*** Opening TASK MATERIAL ***
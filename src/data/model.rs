use std::fmt;
use std::path::PathBuf;

use serde::{Deserialize, Serialize};

// ---------------------------------------------------------------------------
// Region – one annotated area of the echogram
// ---------------------------------------------------------------------------

/// Depth/time extent of a region, in native file units.
#[derive(Debug, Clone, Copy, PartialEq)]
pub struct BoundingBox {
    /// Upper edge (shallowest depth).
    pub min_depth: f64,
    /// Lower edge (deepest depth).
    pub max_depth: f64,
    pub start_time: f64,
    pub end_time: f64,
}

/// One categorical tag attached to a region.
#[derive(Debug, Clone, PartialEq)]
pub struct CategoryAssignment {
    pub category_name: String,
    /// Not validated: proportions of a region may sum to anything.
    pub proportion: f64,
}

/// Ragged mask geometry of a single region.
///
/// `times[i]` is the timestamp of ping `i` and `depths[i]` its flattened
/// `(start, stop, start, stop, ...)` depth list.
#[derive(Debug, Clone, Default, PartialEq)]
pub struct MaskGeometry {
    pub times: Vec<f64>,
    pub depths: Vec<Vec<f64>>,
}

impl MaskGeometry {
    /// Number of pings in the mask.
    pub fn len(&self) -> usize {
        self.times.len()
    }

    pub fn is_empty(&self) -> bool {
        self.times.is_empty()
    }
}

#[derive(Debug, Clone, PartialEq)]
pub struct Region {
    pub id: i64,
    pub name: String,
    /// Raw enumeration code as stored in the file.
    pub type_code: i64,
    /// Label resolved through the inverted enumeration table.
    pub type_name: String,
    pub categories: Vec<CategoryAssignment>,
    pub bounding_box: BoundingBox,
    pub mask: MaskGeometry,
}

impl Region {
    /// The first category assigned to the region, if any.
    pub fn primary_category(&self) -> Option<&CategoryAssignment> {
        self.categories.first()
    }
}

// ---------------------------------------------------------------------------
// File-level context
// ---------------------------------------------------------------------------

/// Unit and calendar strings of the file. Used for labels only.
#[derive(Debug, Clone, Default, PartialEq)]
pub struct Units {
    pub depth: String,
    pub time: String,
    pub calendar: String,
}

/// Sound speed the interpretation was made with.
#[derive(Debug, Clone, PartialEq)]
pub struct SoundSpeed {
    pub value: f64,
    pub units: String,
}

impl fmt::Display for SoundSpeed {
    fn fmt(&self, f: &mut fmt::Formatter<'_>) -> fmt::Result {
        write!(f, "{} {}", self.value, self.units)
    }
}

// ---------------------------------------------------------------------------
// Survey – the decoded file, shared by every output
// ---------------------------------------------------------------------------

/// Everything decoded from one interpretation group.
#[derive(Debug, Clone)]
pub struct Survey {
    /// File the survey was read from; image output is written beside it.
    pub source: PathBuf,
    pub regions: Vec<Region>,
    pub units: Units,
    pub sound_speed: SoundSpeed,
}

impl Survey {
    pub fn len(&self) -> usize {
        self.regions.len()
    }

    pub fn is_empty(&self) -> bool {
        self.regions.is_empty()
    }

    /// Total number of pings across all region masks.
    pub fn ping_count(&self) -> usize {
        self.regions.iter().map(|r| r.mask.len()).sum()
    }
}

// ---------------------------------------------------------------------------
// Ping records – transform output, the LSSS school-mask wire format
// ---------------------------------------------------------------------------

#[derive(Debug, Clone, Copy, PartialEq, Serialize, Deserialize)]
pub struct DepthRange {
    pub min: f64,
    pub max: f64,
}

/// One ping of a school mask as LSSS expects it:
/// `{"pingNumber": 54001, "depthRanges": [{"min": 30.6, "max": 34.1}]}`.
#[derive(Debug, Clone, PartialEq, Serialize, Deserialize)]
#[serde(rename_all = "camelCase")]
pub struct PingRecord {
    pub ping_number: i64,
    pub depth_ranges: Vec<DepthRange>,
}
*** Closing TASK MATERIAL ***
TASK TO COMPLETE: In the entries above, the lines from the one bearing "native file units." up to and including the one bearing "pub struct Region" should be transcribed exactly; no other line is wanted.

ANSWER:
/// Depth/time extent of a region, in native file units.
#[derive(Debug, Clone, Copy, PartialEq)]
pub struct BoundingBox {
    /// Upper edge (shallowest depth).
    pub min_depth: f64,
    /// Lower edge (deepest depth).
    pub max_depth: f64,
    pub start_time: f64,
    pub end_time: f64,
}

/// One categorical tag attached to a region.
#[derive(Debug, Clone, PartialEq)]
pub struct CategoryAssignment {
    pub category_name: String,
    /// Not validated: proportions of a region may sum to anything.
    pub proportion: f64,
}

/// Ragged mask geometry of a single region.
///
/// `times[i]` is the timestamp of ping `i` and `depths[i]` its flattened
/// `(start, stop, start, stop, ...)` depth list.
#[derive(Debug, Clone, Default, PartialEq)]
pub struct MaskGeometry {
    pub times: Vec<f64>,
    pub depths: Vec<Vec<f64>>,
}

impl MaskGeometry {
    /// Number of pings in the mask.
    pub fn len(&self) -> usize {
        self.times.len()
    }

    pub fn is_empty(&self) -> bool {
        self.times.is_empty()
    }
}

#[derive(Debug, Clone, PartialEq)]
pub struct Region {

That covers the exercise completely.